§ What to produce
Could you filter the data below down to the lines that hold the word "ServiceEndpoint"?

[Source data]
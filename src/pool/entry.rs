// ABOUTME: Pool entries and their Free -> Active -> {Free, Broken} state machine
//
// An entry is one transport client sitting in a pool slot. Broken entries are
// only reachable from Active and leave that state only by being replaced.

use std::fmt;
use std::sync::Arc;

use uuid::Uuid;

// === Client ID ===

/// Identity of one constructed transport client
///
/// Replacing a broken slot always yields a new id.
#[derive(Debug, Clone, Copy, PartialEq, Eq, Hash)]
pub struct ClientId(pub Uuid);

impl ClientId {
    /// Generate a new unique client ID
    #[must_use]
    pub fn new() -> Self {
        Self(Uuid::new_v4())
    }
}

impl Default for ClientId {
    fn default() -> Self {
        Self::new()
    }
}

impl fmt::Display for ClientId {
    fn fmt(&self, f: &mut fmt::Formatter<'_>) -> fmt::Result {
        write!(f, "{}", self.0)
    }
}

// === Entry State ===

/// Lifecycle state of a pool entry
#[derive(Debug, Clone, Copy, PartialEq, Eq)]
pub enum EntryState {
    /// Available for the next request
    Free,
    /// A request is in flight on this client
    Active,
    /// Last request failed; must be replaced before reuse
    Broken,
}

impl EntryState {
    /// Whether moving to `next` is a legal transition
    ///
    /// `Broken -> Free` is deliberately absent: broken slots come back only as
    /// freshly constructed entries.
    pub const fn can_transition_to(self, next: Self) -> bool {
        matches!(
            (self, next),
            (Self::Free, Self::Active) | (Self::Active, Self::Free | Self::Broken)
        )
    }
}

impl fmt::Display for EntryState {
    fn fmt(&self, f: &mut fmt::Formatter<'_>) -> fmt::Result {
        match self {
            Self::Free => f.write_str("free"),
            Self::Active => f.write_str("active"),
            Self::Broken => f.write_str("broken"),
        }
    }
}

// === Pool Entry ===

/// One transport client in a pool slot
///
/// The client is shared through an `Arc`: a request holding it keeps the old
/// client alive even after its slot has been replaced, and the client is
/// dropped only when the last holder lets go.
pub struct PoolEntry<C> {
    id: ClientId,
    client: Arc<C>,
    state: EntryState,
    requests_served: u64,
}

impl<C> PoolEntry<C> {
    /// Wrap a freshly constructed client
    pub fn new(client: C) -> Self {
        Self {
            id: ClientId::new(),
            client: Arc::new(client),
            state: EntryState::Free,
            requests_served: 0,
        }
    }

    /// Client identity
    pub const fn id(&self) -> ClientId {
        self.id
    }

    /// Current state
    pub const fn state(&self) -> EntryState {
        self.state
    }

    /// Shared handle to the transport client
    pub const fn client(&self) -> &Arc<C> {
        &self.client
    }

    /// Number of requests that have been dispatched on this client
    pub const fn requests_served(&self) -> u64 {
        self.requests_served
    }

    /// True when the entry can be handed out
    pub fn is_free(&self) -> bool {
        self.state == EntryState::Free
    }

    /// Free -> Active; returns false (and changes nothing) from any other state
    pub(crate) fn activate(&mut self) -> bool {
        if !self.state.can_transition_to(EntryState::Active) {
            return false;
        }
        self.state = EntryState::Active;
        self.requests_served += 1;
        true
    }

    /// Active -> Free or Broken; returns false (and changes nothing) if not Active
    pub(crate) fn finish(&mut self, saw_error: bool) -> bool {
        let next = if saw_error {
            EntryState::Broken
        } else {
            EntryState::Free
        };
        if !self.state.can_transition_to(next) {
            return false;
        }
        self.state = next;
        true
    }
}

impl<C> fmt::Debug for PoolEntry<C> {
    fn fmt(&self, f: &mut fmt::Formatter<'_>) -> fmt::Result {
        f.debug_struct("PoolEntry")
            .field("id", &self.id)
            .field("state", &self.state)
            .field("requests_served", &self.requests_served)
            .finish_non_exhaustive()
    }
}
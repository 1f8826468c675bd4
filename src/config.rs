// ABOUTME: Configuration for the overlay HTTPS client pool
//
// Defines PoolConfig with all tunable parameters:
// - Pool sizing and directory capacities
// - Timeouts for acquisition, connect and whole requests
// - Event channel sizing and purge policy
// - Static service -> endpoint table
//
// Config files are TOML and are layered: local project, user, explicit path.

use std::collections::BTreeMap;
use std::fs;
use std::path::{Path, PathBuf};
use std::time::Duration;

use anyhow::{bail, Context, Result};
use serde::{Deserialize, Serialize};

use crate::destination::ServiceEndpoint;

/// Directory name used for local and user config
pub const CONFIG_DIR_NAME: &str = ".overlay-https";

/// Configuration for the overlay HTTPS pool
#[derive(Debug, Clone, PartialEq, Eq, Serialize, Deserialize)]
#[serde(default)]
pub struct PoolConfig {
    // === Sizing ===
    /// Clients constructed per destination
    pub pool_size: usize,

    /// Maximum number of destination pools (`None` = unbounded)
    #[serde(skip_serializing_if = "Option::is_none")]
    pub max_destinations: Option<usize>,

    /// Maximum number of known services (`None` = unbounded)
    #[serde(skip_serializing_if = "Option::is_none")]
    pub max_services: Option<usize>,

    // === Timeouts ===
    /// Give up waiting for a free client after this long (unset = wait forever)
    #[serde(with = "opt_duration_secs", skip_serializing_if = "Option::is_none")]
    pub acquire_timeout: Option<Duration>,

    /// Seconds allowed for establishing a transport connection
    #[serde(with = "duration_secs")]
    pub connect_timeout: Duration,

    /// Maximum request duration, body included (5 min default)
    #[serde(with = "duration_secs")]
    pub request_timeout: Duration,

    // === Request handling ===
    /// Capacity of each request's event channel
    pub event_buffer: usize,

    /// Treat non-2xx responses as errors when deciding whether to replace a client
    pub purge_on_http_error: bool,

    /// User agent sent by the default transport
    pub user_agent: String,

    // === Services ===
    /// Statically known services
    pub services: BTreeMap<String, ServiceEndpoint>,
}

impl Default for PoolConfig {
    fn default() -> Self {
        Self {
            pool_size: 25,
            max_destinations: Some(50),
            max_services: Some(50),

            acquire_timeout: None,
            connect_timeout: Duration::from_secs(10),
            request_timeout: Duration::from_secs(300), // 5 minutes

            event_buffer: 64,
            purge_on_http_error: true,
            user_agent: format!("overlay-https/{}", env!("CARGO_PKG_VERSION")),

            services: BTreeMap::new(),
        }
    }
}

impl PoolConfig {
    /// Load configuration, merging every config file that exists
    ///
    /// Order (later wins): `./.overlay-https/config.toml`,
    /// `~/.overlay-https/config.toml`, then `explicit` if given. An explicit
    /// path that does not exist is an error.
    pub fn load(explicit: Option<&Path>) -> Result<Self> {
        let mut config = Self::default();

        for path in Self::get_config_paths() {
            if path.exists() {
                config.merge_file(&path)?;
            }
        }

        if let Some(path) = explicit {
            if !path.exists() {
                bail!("Config file not found: {}", path.display());
            }
            config.merge_file(path)?;
        }

        config.validate()?;
        Ok(config)
    }

    /// Parse a single TOML document on top of the defaults
    pub fn from_toml(content: &str) -> Result<Self> {
        let config: Self = toml::from_str(content).context("Failed to parse pool config")?;
        config.validate()?;
        Ok(config)
    }

    /// Serialize as TOML
    pub fn to_toml(&self) -> Result<String> {
        toml::to_string_pretty(self).context("Failed to serialize pool config")
    }

    /// Reject settings the pool cannot run with
    pub fn validate(&self) -> Result<()> {
        if self.pool_size == 0 {
            bail!("pool_size must be at least 1");
        }
        if self.max_destinations == Some(0) {
            bail!("max_destinations must be at least 1 when set");
        }
        if self.max_services == Some(0) {
            bail!("max_services must be at least 1 when set");
        }
        if self.event_buffer == 0 {
            bail!("event_buffer must be at least 1");
        }
        if let Some(max) = self.max_services {
            if self.services.len() > max {
                bail!(
                    "{} services configured but max_services is {max}",
                    self.services.len()
                );
            }
        }
        Ok(())
    }

    fn merge_file(&mut self, path: &Path) -> Result<()> {
        let content = fs::read_to_string(path)
            .with_context(|| format!("Failed to read config from {}", path.display()))?;
        let layer: toml::Table = toml::from_str(&content)
            .with_context(|| format!("Failed to parse config from {}", path.display()))?;
        self.merge(layer)
            .with_context(|| format!("Invalid config in {}", path.display()))
    }

    /// Overlay the keys present in `layer`; `services` tables are merged by name
    fn merge(&mut self, layer: toml::Table) -> Result<()> {
        let toml::Value::Table(mut current) =
            toml::Value::try_from(&*self).context("Failed to serialize config")?
        else {
            bail!("Config did not serialize to a table");
        };

        for (key, value) in layer {
            match (key.as_str(), current.get_mut(&key), value) {
                ("services", Some(toml::Value::Table(existing)), toml::Value::Table(incoming)) => {
                    existing.extend(incoming);
                }
                (_, _, value) => {
                    current.insert(key, value);
                }
            }
        }

        *self = toml::Value::Table(current)
            .try_into()
            .context("Failed to apply config layer")?;
        Ok(())
    }

    /// Get configuration file paths in order of precedence (lowest first)
    fn get_config_paths() -> Vec<PathBuf> {
        let mut paths = vec![];

        // 1. Local project config
        if let Ok(cwd) = std::env::current_dir() {
            paths.push(cwd.join(CONFIG_DIR_NAME).join("config.toml"));
        }

        // 2. User config (~/.overlay-https/config.toml)
        if let Some(home) = dirs::home_dir() {
            paths.push(home.join(CONFIG_DIR_NAME).join("config.toml"));
        }

        paths
    }
}

/// Serde helper for Duration as seconds (u64)
mod duration_secs {
    use serde::{Deserialize, Deserializer, Serialize, Serializer};
    use std::time::Duration;

    pub fn serialize<S>(duration: &Duration, serializer: S) -> Result<S::Ok, S::Error>
    where
        S: Serializer,
    {
        duration.as_secs().serialize(serializer)
    }

    pub fn deserialize<'de, D>(deserializer: D) -> Result<Duration, D::Error>
    where
        D: Deserializer<'de>,
    {
        let secs = u64::deserialize(deserializer)?;
        Ok(Duration::from_secs(secs))
    }
}

/// Serde helper for Option<Duration> as seconds
mod opt_duration_secs {
    use serde::{Deserialize, Deserializer, Serialize, Serializer};
    use std::time::Duration;

    pub fn serialize<S>(duration: &Option<Duration>, serializer: S) -> Result<S::Ok, S::Error>
    where
        S: Serializer,
    {
        duration.map(|d| d.as_secs()).serialize(serializer)
    }

    pub fn deserialize<'de, D>(deserializer: D) -> Result<Option<Duration>, D::Error>
    where
        D: Deserializer<'de>,
    {
        let secs = Option::<u64>::deserialize(deserializer)?;
        Ok(secs.map(Duration::from_secs))
    }
}
// ABOUTME: Behavioral tests for broken-client detection and in-place replacement

use std::time::Duration;

use crate::fixtures::{config, dispatcher, key, wait_until, Reply, ScriptedConnector};
use overlay_https::pool::{ClientId, ConnectionPoolRegistry, EntryState};
use overlay_https::request::{HttpsRequest, RequestError, RequestEvent};
use overlay_https::transport::{TransportError, STATUS_TRANSPORT_ERROR};
use pretty_assertions::assert_eq;

/// A request ending with status -1 marks its client broken
#[tokio::test]
async fn test_negative_status_marks_entry_broken() {
    let connector = ScriptedConnector::new();
    connector.script([Reply::status(-1, vec![])]);
    let dispatcher = dispatcher(&connector, &config(2));

    let response = dispatcher
        .submit(HttpsRequest::new("https://svcA/"))
        .unwrap()
        .collect()
        .await
        .unwrap();
    assert_eq!(response.head.code, -1);
    assert!(response.body.is_empty());

    let stats = dispatcher.registry().stats(&key("svca")).unwrap();
    assert_eq!(stats.broken, 1);
    assert_eq!(stats.free, 1);
    assert_eq!(stats.available_permits, 2);
}

/// With a single entry, the next request replaces the broken client before using it
#[tokio::test]
async fn test_only_entry_broken_is_replaced_on_next_request() {
    let connector = ScriptedConnector::new();
    connector.script([Reply::status(-1, vec![])]);
    let dispatcher = dispatcher(&connector, &config(1));

    dispatcher
        .submit(HttpsRequest::new("https://svcA/"))
        .unwrap()
        .collect()
        .await
        .unwrap();
    let pool = dispatcher.registry().get(&key("svca")).unwrap();
    let broken_id = pool.slots()[0].id;
    assert_eq!(pool.slots()[0].state, EntryState::Broken);

    let response = dispatcher
        .submit(HttpsRequest::new("https://svcA/"))
        .unwrap()
        .collect()
        .await
        .unwrap();
    assert_eq!(response.head.code, 200);

    let slot = pool.slots()[0];
    assert_ne!(slot.id, broken_id, "Broken client must be replaced, not reused");
    assert_eq!(slot.state, EntryState::Free);
    assert_eq!(connector.state.connects(), 2);
    assert_eq!(dispatcher.registry().metrics_snapshot().clients_replaced, 1);
}

/// acquire() itself replaces broken entries when no free entry is left
#[tokio::test]
async fn test_acquire_triggers_replacement_without_registry() {
    let connector = ScriptedConnector::new();
    let state = connector.state.clone();
    let registry = ConnectionPoolRegistry::new(connector, &config(1));
    let pool = registry.pool_for(&key("svca")).await.unwrap();

    let lease = pool.acquire().await.unwrap();
    let old_id = lease.client_id();
    let old_serial = lease.client().serial;
    lease.release(true);

    let lease = pool.acquire().await.unwrap();
    assert_ne!(lease.client_id(), old_id);
    assert_ne!(lease.client().serial, old_serial);
    assert_eq!(state.connects(), 2);
    lease.release(false);
}

/// Release with error then purge: new identity, Free afterwards
#[tokio::test]
async fn test_release_error_then_purge_changes_identity() {
    let registry = ConnectionPoolRegistry::new(ScriptedConnector::new(), &config(3));
    let pool = registry.pool_for(&key("svca")).await.unwrap();

    let lease = pool.acquire().await.unwrap();
    let slot = lease.slot();
    let old_id = lease.client_id();
    lease.release(true);

    assert_eq!(pool.purge_and_replace().await.unwrap(), 1);
    let after = pool.slots()[slot];
    assert_ne!(after.id, old_id);
    assert_eq!(after.state, EntryState::Free);
}

/// Purging with nothing flagged changes nothing
#[tokio::test]
async fn test_purge_is_idempotent_when_nothing_is_broken() {
    let connector = ScriptedConnector::new();
    let state = connector.state.clone();
    let registry = ConnectionPoolRegistry::new(connector, &config(3));
    let pool = registry.pool_for(&key("svca")).await.unwrap();

    let before: Vec<ClientId> = pool.slots().iter().map(|s| s.id).collect();
    assert_eq!(pool.purge_and_replace().await.unwrap(), 0);
    assert_eq!(pool.purge_and_replace().await.unwrap(), 0);
    let after: Vec<ClientId> = pool.slots().iter().map(|s| s.id).collect();

    assert_eq!(before, after);
    assert_eq!(state.connects(), 3);
}

/// A transport failure before any response surfaces as a -1 head with no body
#[tokio::test]
async fn test_transport_error_surfaces_through_headers() {
    let connector = ScriptedConnector::new();
    connector.script([Reply::TransportError]);
    let dispatcher = dispatcher(&connector, &config(1));

    let mut submitted = dispatcher.submit(HttpsRequest::new("https://svcA/")).unwrap();
    assert!(matches!(submitted.events.recv().await, Some(RequestEvent::Ready { .. })));

    match submitted.events.recv().await {
        Some(RequestEvent::Headers { head, .. }) => {
            assert_eq!(head.code, STATUS_TRANSPORT_ERROR);
            assert!(head.status_text.contains("connection reset"));
            assert!(head.headers.is_empty());
        }
        other => panic!("expected headers, got {other:?}"),
    }
    assert!(submitted.events.recv().await.is_none(), "No body events after an error head");

    assert_eq!(dispatcher.registry().stats(&key("svca")).unwrap().broken, 1);
}

/// An error head reaches the caller while its client is still leased
#[tokio::test]
async fn test_error_head_delivered_before_release() {
    let connector = ScriptedConnector::new();
    connector.script([Reply::status(-1, vec![])]);
    let mut cfg = config(1);
    cfg.event_buffer = 1;
    let dispatcher = dispatcher(&connector, &cfg);

    let mut submitted = dispatcher.submit(HttpsRequest::new("https://svcA/")).unwrap();

    // Ready fills the one-slot buffer, so the error head waits on us
    wait_until(|| connector.state.requests().len() == 1).await;
    tokio::time::sleep(Duration::from_millis(20)).await;
    let stats = dispatcher.registry().stats(&key("svca")).unwrap();
    assert_eq!(stats.active, 1, "Client must stay leased until the head is delivered");
    assert_eq!(stats.broken, 0);
    assert_eq!(stats.available_permits, 0);

    assert!(matches!(submitted.events.recv().await, Some(RequestEvent::Ready { .. })));
    match submitted.events.recv().await {
        Some(RequestEvent::Headers { head, .. }) => assert_eq!(head.code, -1),
        other => panic!("expected headers, got {other:?}"),
    }
    assert!(submitted.events.recv().await.is_none());

    let stats = dispatcher.registry().stats(&key("svca")).unwrap();
    assert_eq!(stats.active, 0);
    assert_eq!(stats.broken, 1);
    assert_eq!(stats.available_permits, 1);
}

/// A body that breaks mid-stream fails the request and the client
#[tokio::test]
async fn test_mid_body_failure_is_terminal_failure() {
    let connector = ScriptedConnector::new();
    connector.script([Reply::BrokenBody {
        chunks: vec!["partial"],
    }]);
    let dispatcher = dispatcher(&connector, &config(1));

    let err = dispatcher
        .submit(HttpsRequest::new("https://svcA/"))
        .unwrap()
        .collect()
        .await
        .unwrap_err();
    assert!(matches!(err, RequestError::Transport(TransportError::Body(_))));

    let stats = dispatcher.registry().stats(&key("svca")).unwrap();
    assert_eq!(stats.broken, 1);
    assert_eq!(stats.available_permits, 1);
    assert_eq!(dispatcher.registry().metrics_snapshot().requests_failed, 1);
}

/// Non-2xx statuses purge by default and keep the client when configured not to
#[tokio::test]
async fn test_http_error_purge_policy() {
    let connector = ScriptedConnector::new();
    connector.script([Reply::status(500, vec!["oops"])]);
    let dispatcher_default = dispatcher(&connector, &config(1));
    let response = dispatcher_default
        .submit(HttpsRequest::new("https://svcA/"))
        .unwrap()
        .collect()
        .await
        .unwrap();
    assert_eq!(response.head.code, 500);
    assert_eq!(dispatcher_default.registry().stats(&key("svca")).unwrap().broken, 1);

    let lenient = ScriptedConnector::new();
    lenient.script([Reply::status(500, vec!["oops"])]);
    let mut cfg = config(1);
    cfg.purge_on_http_error = false;
    let dispatcher_lenient = dispatcher(&lenient, &cfg);
    dispatcher_lenient
        .submit(HttpsRequest::new("https://svcA/"))
        .unwrap()
        .collect()
        .await
        .unwrap();
    let stats = dispatcher_lenient.registry().stats(&key("svca")).unwrap();
    assert_eq!(stats.broken, 0);
    assert_eq!(stats.free, 1);
}
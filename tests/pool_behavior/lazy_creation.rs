// ABOUTME: Behavioral tests for lazy pool construction and destination keying

use crate::fixtures::{config, dispatcher, key, wait_until, ScriptedConnector};
use overlay_https::pool::{DirectoryError, PoolError, PoolStats};
use overlay_https::request::{HttpsRequest, RequestError, RequestEvent};
use pretty_assertions::assert_eq;

/// First request to a destination builds the whole pool, then takes one client
#[tokio::test]
async fn test_first_request_builds_pool_and_activates_one_entry() {
    let connector = ScriptedConnector::new();
    let gate = connector.gate();
    let dispatcher = dispatcher(&connector, &config(2));
    let registry = dispatcher.registry();

    assert!(registry.is_empty());
    assert_eq!(connector.state.connects(), 0, "No client is built before the first request");

    let mut submitted = dispatcher
        .submit(HttpsRequest::new("https://svcA/"))
        .unwrap();

    let ready = submitted.events.recv().await.unwrap();
    assert!(matches!(ready, RequestEvent::Ready { .. }));

    assert_eq!(connector.state.connects(), 2, "Both entries are built eagerly");
    let stats = registry.stats(&key("svca")).unwrap();
    assert_eq!(stats.capacity, 2);
    assert_eq!(stats.active, 1);
    assert_eq!(stats.free, 1);
    assert_eq!(stats.available_permits, 1);

    gate.add_permits(1);
    let response = submitted.collect().await.unwrap();
    assert_eq!(response.head.code, 200);

    assert_eq!(
        registry.stats(&key("svca")).unwrap(),
        PoolStats {
            capacity: 2,
            free: 2,
            active: 0,
            broken: 0,
            available_permits: 2,
        }
    );
    assert_eq!(registry.metrics_snapshot().pools_created, 1);
}

/// Equivalent spellings of a destination share one pool
#[tokio::test]
async fn test_normalized_keys_share_one_pool() {
    let connector = ScriptedConnector::new();
    let dispatcher = dispatcher(&connector, &config(2));

    for target in ["https://svcA/a", "HTTPS://SVCA:443/b", "https://svca/c?x=1"] {
        dispatcher
            .submit(HttpsRequest::new(target))
            .unwrap()
            .collect()
            .await
            .unwrap();
    }

    assert_eq!(
        dispatcher.registry().destinations(),
        vec!["https://svca".to_string()]
    );
    assert_eq!(connector.state.connects(), 2);

    let paths: Vec<String> = connector
        .state
        .requests()
        .into_iter()
        .map(|r| r.path)
        .collect();
    assert_eq!(paths, vec!["/a", "/b", "/c?x=1"]);
}

/// Different ports are different destinations
#[tokio::test]
async fn test_distinct_ports_get_distinct_pools() {
    let connector = ScriptedConnector::new();
    let dispatcher = dispatcher(&connector, &config(1));

    for target in ["https://svc:8443/", "https://svc:9443/"] {
        dispatcher
            .submit(HttpsRequest::new(target))
            .unwrap()
            .collect()
            .await
            .unwrap();
    }

    assert_eq!(
        dispatcher.registry().destinations(),
        vec!["https://svc:8443".to_string(), "https://svc:9443".to_string()]
    );
}

/// A full pool directory surfaces a capacity error as a failed request
#[tokio::test]
async fn test_pool_directory_capacity_error_is_reported() {
    let connector = ScriptedConnector::new();
    let mut cfg = config(1);
    cfg.max_destinations = Some(1);
    let dispatcher = dispatcher(&connector, &cfg);

    dispatcher
        .submit(HttpsRequest::new("https://first/"))
        .unwrap()
        .collect()
        .await
        .unwrap();

    let err = dispatcher
        .submit(HttpsRequest::new("https://second/"))
        .unwrap()
        .collect()
        .await
        .unwrap_err();

    assert!(matches!(
        err,
        RequestError::Pool(PoolError::Directory(DirectoryError::CapacityExceeded { capacity: 1, .. }))
    ));
    assert_eq!(dispatcher.registry().len(), 1);
    assert_eq!(connector.state.connects(), 1);
}

/// Service names resolve through the service directory to an https key
#[tokio::test]
async fn test_service_name_resolves_to_pool() {
    let connector = ScriptedConnector::new();
    let dispatcher = dispatcher(&connector, &config(1));
    dispatcher
        .services()
        .upsert("billing", "billing.ziti:8443".parse().unwrap())
        .unwrap();

    dispatcher
        .submit(HttpsRequest::new("billing").path("/invoices"))
        .unwrap()
        .collect()
        .await
        .unwrap();

    let recorded = connector.state.requests();
    assert_eq!(recorded[0].destination, "https://billing.ziti:8443");
    assert_eq!(recorded[0].path, "/invoices");

    wait_until(|| dispatcher.registry().metrics_snapshot().requests_in_flight == 0).await;
}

§ Response area
use crate::destination::ServiceEndpoint;
    pub services: BTreeMap<String, ServiceEndpoint>,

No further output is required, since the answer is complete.